Saturday, September 3, 2016

Counter-Insurgency

No shit, this stuff really works. You just gotta apply it well. Let it soak in. Then polish it.  It works for the lawful constitutional authority, the occupying army, and the neighborhood police. Law enforcement on patrol, in particular, would benefit from a coating of this on top of time-honored community policing.

Counter-Insurgency Warfare:
Theory and Practice

by David Galula
(Frederick A. Praeger, 1964)
I learned about this book while reading about the challenges in Iraq that were faced by Gen. David Petraeus, Gen. John Abizaid, Gen. Peter Charelli, and Gen. George Casey in The Fourth Star by David Cloud and Greg Jaffe (reviewed here).  That book led me to Eating Soup with a Knife by Lt. Col. John Nagl which referenced this one heavily.

Nagl was the go-to guy for the generals. They and he made it seem as though this was a newly invented wheel.  At work, I asked the oldest colonel if he knew counter-insurgency from his time in Viet Nam.  He replied, “When I taught it at Fort …”  My colonel spoke of identity papers and ration coupons, both tactics recommended by Galula based on the actual histories of counter-insurgency work in Algeria (1954-1962) and Malaya (1948-1960).  Galula also draws on the experiences of both sides of the Chinese civil war. Written in 1963, the book’s allusions to Viet Nam are from the viewpoint of the Viet Minh. 

Counter-Insurgency Warfare: Theory and Practice begins by examining the insurgency. Again, because of the time in which the author lived, the examples come from the communists. Reading the book today, considering Iraq and Afghanistan, Israel and Palestine, you have to take a broader view.  We considered communism to have been a “foreign ideology” (wrongly, I believe), but Islam surely was not recently imported into the Middle East by a small intelligensia.  That being as it may, the truths that do apply from that time to ours seem absolute. 

Moreover, the broad truths found here apply to civic law enforcement.
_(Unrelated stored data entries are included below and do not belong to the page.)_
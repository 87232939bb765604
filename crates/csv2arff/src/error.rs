//! Error types for the csv2arff library.

use std::path::PathBuf;
use thiserror::Error;

/// Main error type for conversion operations.
#[derive(Debug, Error)]
pub enum ConvertError {
    /// The source path does not resolve to a file.
    #[error("File '{}' not found", path.display())]
    SourceNotFound { path: PathBuf },

    /// Error opening or reading the source file.
    #[error("Error reading file '{}': {source}", path.display())]
    SourceRead {
        path: PathBuf,
        #[source]
        source: std::io::Error,
    },

    /// Error from the CSV library while decoding the source.
    #[error("Error reading file '{}': {source}", path.display())]
    Csv {
        path: PathBuf,
        #[source]
        source: csv::Error,
    },

    /// The source has no header row, or a row whose field count differs
    /// from the header's.
    #[error("Malformed file '{}': {reason}", path.display())]
    MalformedSource { path: PathBuf, reason: String },

    /// Error creating or writing the destination file.
    #[error("Error writing to file '{}': {source}", path.display())]
    DestinationWrite {
        path: PathBuf,
        #[source]
        source: std::io::Error,
    },
}

impl ConvertError {
    /// The path of the file the error refers to.
    pub fn path(&self) -> &std::path::Path {
        match self {
            ConvertError::SourceNotFound { path }
            | ConvertError::SourceRead { path, .. }
            | ConvertError::Csv { path, .. }
            | ConvertError::MalformedSource { path, .. }
            | ConvertError::DestinationWrite { path, .. } => path,
        }
    }
}

/// Result type alias for conversion operations.
pub type Result<T> = std::result::Result<T, ConvertError>;
//! CLI argument definitions using clap.

use clap::Parser;
use std::path::PathBuf;

/// csv2arff: convert a CSV file into an ARFF relation
#[derive(Parser)]
#[command(name = "csv2arff")]
#[command(version, about, long_about = None)]
pub struct Cli {
    /// Path to the CSV file to convert
    #[arg(value_name = "SOURCE")]
    pub source: PathBuf,

    /// Path of the ARFF file to create (default: <SOURCE> with .arff extension)
    #[arg(value_name = "DEST")]
    pub destination: Option<PathBuf>,

    /// Relation name (default: source file name without extension)
    #[arg(value_name = "RELATION")]
    pub relation: Option<String>,

    /// Print the conversion report as JSON
    #[arg(long)]
    pub json: bool,

    /// Enable verbose output
    #[arg(short, long)]
    pub verbose: bool,
}

impl Cli {
    /// Destination path, derived from the source when not given.
    pub fn destination(&self) -> PathBuf {
        self.destination
            .clone()
            .unwrap_or_else(|| self.source.with_extension("arff"))
    }

    /// Relation name, derived from the source file stem when not given.
    pub fn relation(&self) -> String {
        self.relation.clone().unwrap_or_else(|| {
            self.source
                .file_stem()
                .unwrap_or_default()
                .to_string_lossy()
                .into_owned()
        })
    }
}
If the local police perceived organized criminals as an insurgency, and applied the theory and practice of counter-insurgency, law and order would be easier to obtain. 
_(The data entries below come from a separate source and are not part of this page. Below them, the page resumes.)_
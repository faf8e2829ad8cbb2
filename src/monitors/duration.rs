//! Human-readable elapsed time for alert titles

use crate::constants::TimeUnit;

/// Floor `seconds` to the largest unit with a value of at least one
pub fn readable_duration(seconds: i64) -> (i64, TimeUnit) {
    let seconds = seconds.max(0);
    let unit = [TimeUnit::Days, TimeUnit::Hours, TimeUnit::Minutes]
        .into_iter()
        .find(|unit| seconds >= unit.seconds())
        .unwrap_or(TimeUnit::Seconds);
    (seconds / unit.seconds(), unit)
}

/// e.g. `360` -> `"6 m"`
pub fn format_duration(seconds: i64) -> String {
    let (value, unit) = readable_duration(seconds);
    format!("{value} {}", unit.abbreviation())
}

#[cfg(test)]
mod tests {
    use super::*;

    #[test]
    fn test_format_duration() {
        assert_eq!(format_duration(360), "6 m");
        assert_eq!(format_duration(361), "6 m");
        assert_eq!(format_duration(59), "59 s");
        assert_eq!(format_duration(7_300), "2 h");
        assert_eq!(format_duration(90_000), "1 d");
        assert_eq!(format_duration(-5), "0 s");
    }
}
use std::sync::Arc;

use criterion::{black_box, criterion_group, criterion_main, Criterion};
use serde_json::json;
use tokio::runtime::Runtime as TokioRuntime;

use distill_core::config::{Catalog, DistillConfig};
use distill_core::constants::routing;
use distill_core::distilleries::Distillery;
use distill_core::messaging::{decode, InMemoryQueueService};
use distill_core::monitors::Monitor;
use distill_core::{Runtime, TimeUnit};

const MAIL: &str = "elasticsearch.cyphon.mail";

fn runtime() -> Runtime {
    let catalog = Catalog {
        distilleries: vec![Distillery::new(MAIL)],
        monitors: vec![Monitor::new("mail_health", vec![MAIL.to_string()], 5, TimeUnit::Minutes)],
        ..Catalog::default()
    };
    Runtime::build(
        &DistillConfig::default(),
        catalog,
        Arc::new(InMemoryQueueService::new()),
    )
}

fn benchmark_decode(c: &mut Criterion) {
    let body = serde_json::to_vec(&json!({
        "@uuid": "1",
        "collection": MAIL,
        "subject": "quarterly report",
        "body": "x".repeat(512),
    }))
    .unwrap();

    c.bench_function("decode", |b| b.iter(|| decode(black_box(&body))));
}

fn benchmark_dispatch(c: &mut Criterion) {
    let tokio = TokioRuntime::new().unwrap();
    let runtime = runtime();
    let heartbeat = serde_json::to_vec(&json!({"@uuid": "1", "collection": MAIL})).unwrap();

    c.bench_function("dispatch_monitor_heartbeat", |b| {
        b.iter(|| {
            tokio.block_on(
                runtime
                    .dispatcher
                    .dispatch(routing::MONITORS, black_box(&heartbeat)),
            )
        })
    });

    c.bench_function("dispatch_unroutable", |b| {
        b.iter(|| tokio.block_on(runtime.dispatcher.dispatch("bogus", black_box(&heartbeat))))
    });
}

criterion_group!(benches, benchmark_decode, benchmark_dispatch);
criterion_main!(benches);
Conversely, as I read through this highly commendable little book, I understood its limitations in not perceiving insurgency as a set of social problems that are expressed as “crime.”  Criminology has theories of differential association, routine activities, the crime triangle, structural functionalism, social conflict, and rational choice, among about 50 others, that can be applied to the suppression of armed political revolt.

Ironically, for all of the Mao and Che that we read in the 1960s, this book would have been the capstone had we known about it.  Our theory that protests would bring repression that would cause the people to rise up angry against the Man was as simplistic as the scene in Lord of the Flies where the six-year olds want to solve their problem by building a new airplane and flying off the island. 

Galula’s lesson on leniency is the intersection of community policing and counter-insurgency. The Chinese communists treated their nationalist prisoners well, fed them, gave them medical care if possible, and then released them. Yes, some would take up arms again, but most would not. In fact, upon their return, they were imprisoned by their own leaders who feared that they had been contaminated.  Indeed, they had been. Their enemies treated them well; their own leaders were unjust to them. It was pretty easy to know which side you really were on.

As is typical of the times, this book has few citations, no bibliography and no index.  I had intended to draw a parallel between events in the Chinese civil war and the Sunni insurgency. I still believe that such a parallel exists. However, Galula's narrative (pp 15-16) cannot be supported by the histories we accept today. In this case, the theory is strong but the facts are weak.